* Action item: Return every line of the records that includes the string "Result".
-- Information supplied follows --
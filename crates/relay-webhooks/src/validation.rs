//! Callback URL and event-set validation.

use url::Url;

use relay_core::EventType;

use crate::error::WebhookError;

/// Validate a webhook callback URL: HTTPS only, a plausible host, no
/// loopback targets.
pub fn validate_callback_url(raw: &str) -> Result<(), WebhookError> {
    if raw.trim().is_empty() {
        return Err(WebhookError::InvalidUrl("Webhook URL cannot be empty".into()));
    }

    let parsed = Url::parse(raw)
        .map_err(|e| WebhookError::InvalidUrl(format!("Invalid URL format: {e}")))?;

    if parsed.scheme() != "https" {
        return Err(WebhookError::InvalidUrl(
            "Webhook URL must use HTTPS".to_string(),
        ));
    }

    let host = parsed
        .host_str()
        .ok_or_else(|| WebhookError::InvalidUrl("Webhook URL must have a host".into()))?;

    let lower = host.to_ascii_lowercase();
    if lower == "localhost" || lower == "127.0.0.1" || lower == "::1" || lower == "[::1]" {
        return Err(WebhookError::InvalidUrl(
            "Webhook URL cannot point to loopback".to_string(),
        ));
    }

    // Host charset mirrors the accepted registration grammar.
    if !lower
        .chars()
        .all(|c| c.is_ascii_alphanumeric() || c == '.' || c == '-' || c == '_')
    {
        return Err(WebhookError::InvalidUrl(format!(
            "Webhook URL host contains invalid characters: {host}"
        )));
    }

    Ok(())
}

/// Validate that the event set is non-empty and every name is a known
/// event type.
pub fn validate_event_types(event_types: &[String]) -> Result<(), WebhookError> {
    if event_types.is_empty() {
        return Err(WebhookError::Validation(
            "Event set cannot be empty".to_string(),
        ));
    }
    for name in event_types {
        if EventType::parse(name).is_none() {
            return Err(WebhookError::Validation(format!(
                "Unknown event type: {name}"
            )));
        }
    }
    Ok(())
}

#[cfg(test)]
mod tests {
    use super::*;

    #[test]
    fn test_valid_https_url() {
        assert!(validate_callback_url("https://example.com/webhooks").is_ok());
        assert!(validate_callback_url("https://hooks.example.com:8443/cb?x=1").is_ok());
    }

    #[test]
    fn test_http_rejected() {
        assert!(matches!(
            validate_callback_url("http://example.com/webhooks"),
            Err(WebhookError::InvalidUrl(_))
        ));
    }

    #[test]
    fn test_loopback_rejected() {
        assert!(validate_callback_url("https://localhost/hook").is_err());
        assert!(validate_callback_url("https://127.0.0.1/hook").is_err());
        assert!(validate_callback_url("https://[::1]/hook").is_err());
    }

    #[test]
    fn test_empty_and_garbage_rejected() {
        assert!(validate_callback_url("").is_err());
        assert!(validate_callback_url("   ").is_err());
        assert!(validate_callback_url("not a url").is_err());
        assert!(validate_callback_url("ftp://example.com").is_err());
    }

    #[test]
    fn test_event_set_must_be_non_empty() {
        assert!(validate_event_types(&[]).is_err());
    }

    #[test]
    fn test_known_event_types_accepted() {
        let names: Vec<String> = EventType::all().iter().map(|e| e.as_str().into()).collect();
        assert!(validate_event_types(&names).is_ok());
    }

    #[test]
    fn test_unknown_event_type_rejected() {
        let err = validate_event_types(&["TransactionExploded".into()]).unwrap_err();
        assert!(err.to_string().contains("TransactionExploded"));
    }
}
-- Information supplied concluded --
* Answer area:
pub fn validate_callback_url(raw: &str) -> Result<(), WebhookError> {
pub fn validate_event_types(event_types: &[String]) -> Result<(), WebhookError> {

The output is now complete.